International Journal of Mathematics and Mathematical Sciences
Volume 7 (1984), Issue 2, Pages 371-396
doi:10.1155/S0161171284000399

Representation of functions as the Post-Widder inversion operator of generalized functions

R. P. Manandhar1 and L. Debnath2

1Department of Mathematics, Tribhuwan University, Kirtipur Campus, Kathmandu, Nepal
2Department of Mathematics, University of Central Florida, Orlando 32816, Florida, USA

Received 28 May 1982; Revised 2 January 1984

Copyright © 1984 R. P. Manandhar and L. Debnath.

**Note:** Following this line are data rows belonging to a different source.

//! Canned legal-assistant chat
//!
//! The "assistant" picks one of a fixed set of replies; the random source
//! is injected so tests can drive the selection deterministically.

use rand::Rng;
use serde::{Deserialize, Serialize};

/// The fixed reply pool. Every chat response is drawn from here.
pub const CANNED_REPLIES: &[&str] = &[
    "Based on the analysis, the limitation of liability clause is the highest-risk \
     item in this contract. I'd prioritize negotiating carve-outs for confidentiality \
     and IP claims.",
    "That clause is fairly standard for commercial agreements, but the notice window \
     is longer than market norm. Flagging it for renegotiation is low-cost.",
    "I'd recommend asking the counterparty to make the indemnification mutual. \
     One-sided indemnities are a common point of pushback and usually negotiable.",
    "The contract is missing several standard protective clauses. Adding a force \
     majeure provision should be straightforward and is rarely contested.",
    "Good question. The risk score reflects both the clause language and what's \
     absent from the document. Reviewing the missing-clause list is a good next step.",
];

/// Follow-up prompts returned with every reply.
pub const FOLLOW_UP_SUGGESTIONS: &[&str] = &[
    "Which clause carries the most risk?",
    "How do I negotiate the liability cap?",
    "What standard clauses are missing?",
    "Summarize this contract in plain language",
];

/// Optional context the client attaches to a chat message.
#[derive(Debug, Clone, Default, Deserialize)]
pub struct ChatContext {
    pub document_id: Option<String>,
    pub clause_id: Option<String>,
}

/// One assistant reply plus the fixed follow-up prompts.
#[derive(Debug, Clone, Serialize)]
pub struct ChatReply {
    pub reply: String,
    pub suggestions: Vec<String>,
}

/// Select a canned reply. Pure in the injected `rng`: the same generator
/// state always yields the same reply.
pub fn respond<R: Rng + ?Sized>(rng: &mut R, _message: &str, _context: &ChatContext) -> ChatReply {
    let idx = rng.gen_range(0..CANNED_REPLIES.len());
    ChatReply {
        reply: CANNED_REPLIES[idx].to_string(),
        suggestions: FOLLOW_UP_SUGGESTIONS.iter().map(|s| s.to_string()).collect(),
    }
}

#[cfg(test)]
mod tests {
    use super::*;
    use pretty_assertions::assert_eq;
    use rand::rngs::StdRng;
    use rand::SeedableRng;

    #[test]
    fn replies_always_come_from_the_fixed_set() {
        let mut rng = StdRng::seed_from_u64(7);
        for _ in 0..200 {
            let reply = respond(&mut rng, "what should I worry about?", &ChatContext::default());
            assert!(CANNED_REPLIES.contains(&reply.reply.as_str()));
            assert_eq!(reply.suggestions.len(), FOLLOW_UP_SUGGESTIONS.len());
        }
    }

    #[test]
    fn seeded_rng_makes_selection_deterministic() {
        let mut a = StdRng::seed_from_u64(42);
        let mut b = StdRng::seed_from_u64(42);
        for _ in 0..20 {
            let ra = respond(&mut a, "msg", &ChatContext::default());
            let rb = respond(&mut b, "msg", &ChatContext::default());
            assert_eq!(ra.reply, rb.reply);
        }
    }

    #[test]
    fn every_reply_is_reachable() {
        let mut rng = StdRng::seed_from_u64(1);
        let mut seen = std::collections::HashSet::new();
        for _ in 0..1000 {
            let reply = respond(&mut rng, "msg", &ChatContext::default());
            seen.insert(reply.reply);
        }
        assert_eq!(seen.len(), CANNED_REPLIES.len());
    }
}
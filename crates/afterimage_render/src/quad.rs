//! Shared full-screen quad
//!
//! Every pass draws the same two triangles. The compositor creates the
//! buffers once and recreates them after a context loss; passes and effect
//! layers only read them.

use std::sync::Arc;

use bytemuck::{Pod, Zeroable};
use parking_lot::RwLock;

use crate::context::GraphicsContext;
use crate::error::GpuResult;
use crate::resource::BufferHandle;

/// Quad vertex: clip-space position, uv derived in the shader
#[repr(C)]
#[derive(Clone, Copy, Debug, PartialEq, Pod, Zeroable)]
pub struct QuadVertex {
    pub position: [f32; 2],
}

/// Corners, counter-clockwise from top right
pub const QUAD_VERTICES: [QuadVertex; 4] = [
    QuadVertex { position: [1.0, 1.0] },
    QuadVertex { position: [-1.0, 1.0] },
    QuadVertex { position: [-1.0, -1.0] },
    QuadVertex { position: [1.0, -1.0] },
];

pub const QUAD_INDICES: [u32; 6] = [0, 1, 2, 0, 2, 3];

/// Number of indices in one quad draw
pub const QUAD_INDEX_COUNT: u32 = QUAD_INDICES.len() as u32;

/// Backend buffers of the quad
#[derive(Clone, Copy, Debug, PartialEq, Eq)]
pub struct ScreenQuad {
    pub vertex_buffer: BufferHandle,
    pub index_buffer: BufferHandle,
    /// Context generation the buffers belong to
    pub generation: u64,
}

impl ScreenQuad {
    /// Upload the quad buffers
    pub fn create(gpu: &mut dyn GraphicsContext) -> GpuResult<Self> {
        let vertex_buffer = gpu.create_vertex_buffer(bytemuck::cast_slice(&QUAD_VERTICES))?;
        let index_buffer = match gpu.create_index_buffer(&QUAD_INDICES) {
            Ok(buffer) => buffer,
            Err(e) => {
                gpu.release_buffer(vertex_buffer);
                return Err(e);
            }
        };
        Ok(Self {
            vertex_buffer,
            index_buffer,
            generation: gpu.generation(),
        })
    }

    pub fn release(&self, gpu: &mut dyn GraphicsContext) {
        gpu.release_buffer(self.vertex_buffer);
        gpu.release_buffer(self.index_buffer);
    }

    /// Whether the buffers are still valid on this context
    pub fn is_current(&self, gpu: &dyn GraphicsContext) -> bool {
        self.generation == gpu.generation()
    }
}

/// Non-owning view of the compositor's quad. Only the compositor writes.
pub type SharedQuad = Arc<RwLock<Option<ScreenQuad>>>;

/// Empty shared slot
pub fn shared_quad() -> SharedQuad {
    Arc::new(RwLock::new(None))
}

This is an open access article distributed under the Creative Commons Attribution License, which permits unrestricted use, distribution, and reproduction in any medium, provided the original work is properly cited.

Abstract

A study is made of the Post-Widder inversion operator to a class of generalized functions in the sense of distributional convergence. Necessary and sufficient conditions are proved for a given function to have the representation as the rth operate of the Post-Widder inversion operator of generalized functions. Some representation theorems are also proved. Certain results concerning the testing function space and its dual are established. A fundamental theorem regarding the existence of the real inversion operator (1.6) with r=0 is proved in section 4. A classical inversion theory for the Post-Widder inversion operator with a few other theorems which are fundamental to the representation theory is also developed in this paper.